Long-lasting Tax Consequences

While a foreign professional coming to the United States for a short-term assignment will typically have limited exposure to the U.S. tax system relative to a U.S. citizen or Green Card holder, there’s still the risk of significant and long-lasting tax consequences. By thinking ahead and engaging in very basic planning, a foreign professional may avoid some of the hidden pitfalls of the U.S. tax system. 

Endnotes

1. Internal Revenue Code Section 61.

2. IRC Section 7701(b)(1)(A)(ii)-(iii).

3. Section 7701(b)(3). Weighted 3-year period is the sum of: (1) the total days in the current year (if at least 31 days), (2) one-third of the days in the first preceding year and (3) one-sixth of the days in the second preceding year. Certain days aren’t counted for the substantial presences test, such as days present in transit between other countries, medical emergencies and COVID-19. Individuals temporarily present in the United States as a student, teacher, researcher, professional athlete, government official, etc. under the terms of their specific visa are “exempt individuals” not required to count certain days present in the United States. Section 7701(b)(5).

4. Section 7701(b)(4).

5. Treasury Regulations Section 301.7701(b)-4(b)(1).

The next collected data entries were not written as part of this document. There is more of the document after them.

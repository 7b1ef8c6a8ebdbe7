// 卷磁盘结构定义
//
// 布局: [超级块][journal 环][chunk 表][chunk 数据槽...]
// 超级块在块 0, 记录卷 GUID 和各区域几何; 末尾 32 字节哈希
// 与 journal 块同一套规则 (xxHash-64 小端放前 8 字节)。

use crate::error::{Error, Result};
use crate::guid::{Guid, GUID_SIZE};
use crate::journal::types::{block_hash, HASH_SIZE};
use crate::page::{Page, PAGE_SIZE};
use std::mem::{offset_of, size_of};

pub const VOLUME_MAGIC: u32 = 0x4353_5452; // "CSTR"
pub const VOLUME_VERSION: u32 = 1;

/// chunk 载荷固定 64 KiB = 16 块
pub const CHUNK_SIZE: usize = 65536;
pub const CHUNK_BLOCKS: u64 = (CHUNK_SIZE / PAGE_SIZE) as u64;

pub const CHUNK_ENTRY_SIZE: usize = 64;
pub const ENTRIES_PER_BLOCK: usize = PAGE_SIZE / CHUNK_ENTRY_SIZE;
pub const CHUNK_ENTRY_USED: u32 = 1;

/// 卷的最小规模 (块)
pub const MIN_VOLUME_BLOCKS: u64 = 64;

const JOURNAL_MIN_BLOCKS: u64 = 16;
const JOURNAL_MAX_BLOCKS: u64 = 4096;

// ============ 超级块 ============

#[repr(C, packed)]
pub struct Superblock {
    pub magic: u32,
    pub version: u32,
    pub block_size: u32,
    pub reserved: u32,
    pub volume_id: [u8; GUID_SIZE],
    pub total_blocks: u64,
    pub journal_start: u64,
    pub journal_size: u64,
    pub table_start: u64,
    pub table_blocks: u64,
    pub data_start: u64,
    pub max_chunks: u64,
    pub hash: [u8; HASH_SIZE],
}

const SB_HASH_OFFSET: usize = offset_of!(Superblock, hash);

/// 解码后的卷几何
#[derive(Debug, Clone, Copy)]
pub struct VolumeLayout {
    pub volume_id: Guid,
    pub block_size: u32,
    pub total_blocks: u64,
    pub journal_start: u64,
    pub journal_size: u64,
    pub table_start: u64,
    pub table_blocks: u64,
    pub data_start: u64,
    pub max_chunks: u64,
}

impl VolumeLayout {
    /// 由设备规模推导布局。
    ///
    /// journal 取总量的 1/8 (夹在 16..4096 块之间); 表区按
    /// "一个表块管 64 个槽, 一个槽占 16 块" 比例切分剩余空间。
    pub fn compute(total_blocks: u64, volume_id: Guid) -> Result<VolumeLayout> {
        if total_blocks < MIN_VOLUME_BLOCKS {
            return Err(Error::BadSize);
        }

        let journal_start = 1u64;
        let journal_size = (total_blocks / 8).clamp(JOURNAL_MIN_BLOCKS, JOURNAL_MAX_BLOCKS);
        let remaining = total_blocks - journal_start - journal_size;
        if remaining < 1 + CHUNK_BLOCKS {
            return Err(Error::BadSize);
        }

        let table_blocks = (remaining / (1 + ENTRIES_PER_BLOCK as u64 * CHUNK_BLOCKS)).max(1);
        let table_start = journal_start + journal_size;
        let data_start = table_start + table_blocks;
        let slot_capacity = (remaining - table_blocks) / CHUNK_BLOCKS;
        let max_chunks = (table_blocks * ENTRIES_PER_BLOCK as u64).min(slot_capacity);

        Ok(VolumeLayout {
            volume_id,
            block_size: PAGE_SIZE as u32,
            total_blocks,
            journal_start,
            journal_size,
            table_start,
            table_blocks,
            data_start,
            max_chunks,
        })
    }

    pub fn encode_into(&self, page: &Page) {
        page.zero();
        page.with_data_mut(|buf| {
            let sb = Superblock {
                magic: VOLUME_MAGIC.to_le(),
                version: VOLUME_VERSION.to_le(),
                block_size: self.block_size.to_le(),
                reserved: 0,
                volume_id: *self.volume_id.as_bytes(),
                total_blocks: self.total_blocks.to_le(),
                journal_start: self.journal_start.to_le(),
                journal_size: self.journal_size.to_le(),
                table_start: self.table_start.to_le(),
                table_blocks: self.table_blocks.to_le(),
                data_start: self.data_start.to_le(),
                max_chunks: self.max_chunks.to_le(),
                hash: [0u8; HASH_SIZE],
            };
            unsafe {
                std::ptr::copy_nonoverlapping(
                    &sb as *const Superblock as *const u8,
                    buf.as_mut_ptr(),
                    size_of::<Superblock>(),
                );
            }
            let hash = block_hash(&buf[..SB_HASH_OFFSET]);
            buf[SB_HASH_OFFSET..SB_HASH_OFFSET + HASH_SIZE].copy_from_slice(&hash);
        });
    }

    pub fn decode_from(page: &Page) -> Result<VolumeLayout> {
        page.with_data(|buf| {
            let sb: Superblock = unsafe { std::ptr::read(buf.as_ptr() as *const Superblock) };
            if u32::from_le(sb.magic) != VOLUME_MAGIC {
                return Err(Error::BadMagic);
            }
            if block_hash(&buf[..SB_HASH_OFFSET]) != sb.hash {
                return Err(Error::DataCorrupt);
            }
            if u32::from_le(sb.version) != VOLUME_VERSION {
                return Err(Error::InvalidValue);
            }

            let layout = VolumeLayout {
                volume_id: Guid::from_bytes(sb.volume_id),
                block_size: u32::from_le(sb.block_size),
                total_blocks: u64::from_le(sb.total_blocks),
                journal_start: u64::from_le(sb.journal_start),
                journal_size: u64::from_le(sb.journal_size),
                table_start: u64::from_le(sb.table_start),
                table_blocks: u64::from_le(sb.table_blocks),
                data_start: u64::from_le(sb.data_start),
                max_chunks: u64::from_le(sb.max_chunks),
            };
            layout.validate()?;
            Ok(layout)
        })
    }

    /// 几何自洽检查 (不含设备容量, 那由卷在 load 时对照)
    pub fn validate(&self) -> Result<()> {
        if self.block_size as usize != PAGE_SIZE {
            return Err(Error::BadSize);
        }
        if self.journal_start != 1
            || self.journal_size < 2
            || self.table_start != self.journal_start + self.journal_size
            || self.table_blocks == 0
            || self.data_start != self.table_start + self.table_blocks
            || self.data_start + self.max_chunks * CHUNK_BLOCKS > self.total_blocks
        {
            return Err(Error::BadSize);
        }
        Ok(())
    }

    /// 槽号 → 数据区字节偏移
    pub fn slot_position(&self, slot: u64) -> u64 {
        (self.data_start + slot * CHUNK_BLOCKS) * PAGE_SIZE as u64
    }

    /// 槽号 → 所在表块及其字节偏移
    pub fn table_page_of(&self, slot: u64) -> (u64, u64) {
        let page_index = slot / ENTRIES_PER_BLOCK as u64;
        (
            page_index,
            (self.table_start + page_index) * PAGE_SIZE as u64,
        )
    }
}

// ============ chunk 表项 ============

#[repr(C, packed)]
pub struct ChunkEntry {
    pub chunk_id: [u8; GUID_SIZE],
    pub slot: u64,
    /// 载荷 xxHash-64, 0 表示从未写入
    pub data_hash: u64,
    pub data_size: u32,
    pub flags: u32,
    pub reserved: [u8; 24],
}

const _: () = assert!(size_of::<ChunkEntry>() == CHUNK_ENTRY_SIZE);
const _: () = assert!(size_of::<Superblock>() <= PAGE_SIZE);

/// 表项的内存形式
#[derive(Debug, Clone, Copy, PartialEq, Eq)]
pub struct ChunkInfo {
    pub slot: u64,
    pub data_hash: u64,
    pub data_size: u32,
}

/// 把一个表项写进表块缓冲区; None 表示清空该槽位
pub fn write_entry(buf: &mut [u8], index_in_block: usize, id: &Guid, info: Option<&ChunkInfo>) {
    let offset = index_in_block * CHUNK_ENTRY_SIZE;
    let dst = &mut buf[offset..offset + CHUNK_ENTRY_SIZE];
    match info {
        Some(info) => {
            let entry = ChunkEntry {
                chunk_id: *id.as_bytes(),
                slot: info.slot.to_le(),
                data_hash: info.data_hash.to_le(),
                data_size: info.data_size.to_le(),
                flags: CHUNK_ENTRY_USED.to_le(),
                reserved: [0u8; 24],
            };
            unsafe {
                std::ptr::copy_nonoverlapping(
                    &entry as *const ChunkEntry as *const u8,
                    dst.as_mut_ptr(),
                    CHUNK_ENTRY_SIZE,
                );
            }
        }
        None => dst.fill(0),
    }
}

/// 读出一个表项; 未占用返回 None
pub fn read_entry(buf: &[u8], index_in_block: usize) -> Option<(Guid, ChunkInfo)> {
    let offset = index_in_block * CHUNK_ENTRY_SIZE;
    let src = &buf[offset..offset + CHUNK_ENTRY_SIZE];
    let entry: ChunkEntry = unsafe { std::ptr::read(src.as_ptr() as *const ChunkEntry) };
    if u32::from_le(entry.flags) & CHUNK_ENTRY_USED == 0 {
        return None;
    }
    Some((
        Guid::from_bytes(entry.chunk_id),
        ChunkInfo {
            slot: u64::from_le(entry.slot),
            data_hash: u64::from_le(entry.data_hash),
            data_size: u32::from_le(entry.data_size),
        },
    ))
}

#[cfg(test)]
mod tests {
    use super::*;

    #[test]
    fn test_layout_compute() {
        // 64 MiB = 16384 块
        let layout = VolumeLayout::compute(16384, Guid::generate()).unwrap();
        assert_eq!(layout.journal_start, 1);
        assert_eq!(layout.journal_size, 2048);
        assert_eq!(layout.table_start, 2049);
        assert!(layout.max_chunks > 0);
        layout.validate().unwrap();
        assert!(layout.data_start + layout.max_chunks * CHUNK_BLOCKS <= layout.total_blocks);
    }

    #[test]
    fn test_layout_too_small() {
        assert!(matches!(
            VolumeLayout::compute(32, Guid::generate()),
            Err(Error::BadSize)
        ));
    }

    #[test]
    fn test_minimum_layout_has_slots() {
        let layout = VolumeLayout::compute(MIN_VOLUME_BLOCKS, Guid::generate()).unwrap();
        assert!(layout.max_chunks >= 1);
        layout.validate().unwrap();
    }

    #[test]
    fn test_superblock_roundtrip() {
        let id = Guid::generate();
        let layout = VolumeLayout::compute(16384, id).unwrap();
        let page = Page::new();
        layout.encode_into(&page);

        let back = VolumeLayout::decode_from(&page).unwrap();
        assert_eq!(back.volume_id, id);
        assert_eq!(back.total_blocks, 16384);
        assert_eq!(back.journal_size, layout.journal_size);
        assert_eq!(back.max_chunks, layout.max_chunks);
    }

    #[test]
    fn test_superblock_corruption() {
        let layout = VolumeLayout::compute(16384, Guid::generate()).unwrap();
        let page = Page::new();
        layout.encode_into(&page);
        page.write(&[0xFF], 20);
        assert!(matches!(
            VolumeLayout::decode_from(&page),
            Err(Error::DataCorrupt)
        ));

        let page = Page::new();
        assert!(matches!(
            VolumeLayout::decode_from(&page),
            Err(Error::BadMagic)
        ));
    }

    #[test]
    fn test_entry_roundtrip() {
        let mut buf = vec![0u8; PAGE_SIZE];
        let id = Guid::generate();
        let info = ChunkInfo {
            slot: 7,
            data_hash: 0xDEAD_BEEF,
            data_size: CHUNK_SIZE as u32,
        };
        write_entry(&mut buf, 7, &id, Some(&info));

        assert!(read_entry(&buf, 6).is_none());
        let (read_id, read_info) = read_entry(&buf, 7).unwrap();
        assert_eq!(read_id, id);
        assert_eq!(read_info, info);

        write_entry(&mut buf, 7, &id, None);
        assert!(read_entry(&buf, 7).is_none());
    }
}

6. Treas. Regs. Section 301.7701(b)-4(b)(2).

7. See IRC Section 83.

8. See IRC Section 861.

9. Treas. Regs. Section 20.0-1(b)(1).

10. IRC Section 2101(a); IRC Section 2103.

11. Treas. Regs. Section 20.6325-1(b)(1)(i).

12. IRC Section 1291.

13. IRC Section 1296.

14. IRC Section 1295.

15. Notice 97-34.

16. IRC Section 6039F(c).

17. www.cnn.com/2018/10/31/politics/birthright-citizenship-world-intl/index.html.

18. IRC Section 877A. Dual citizens at birth may be able to avoid “covered expatriate” status at expatriation. Section 877(c)(2).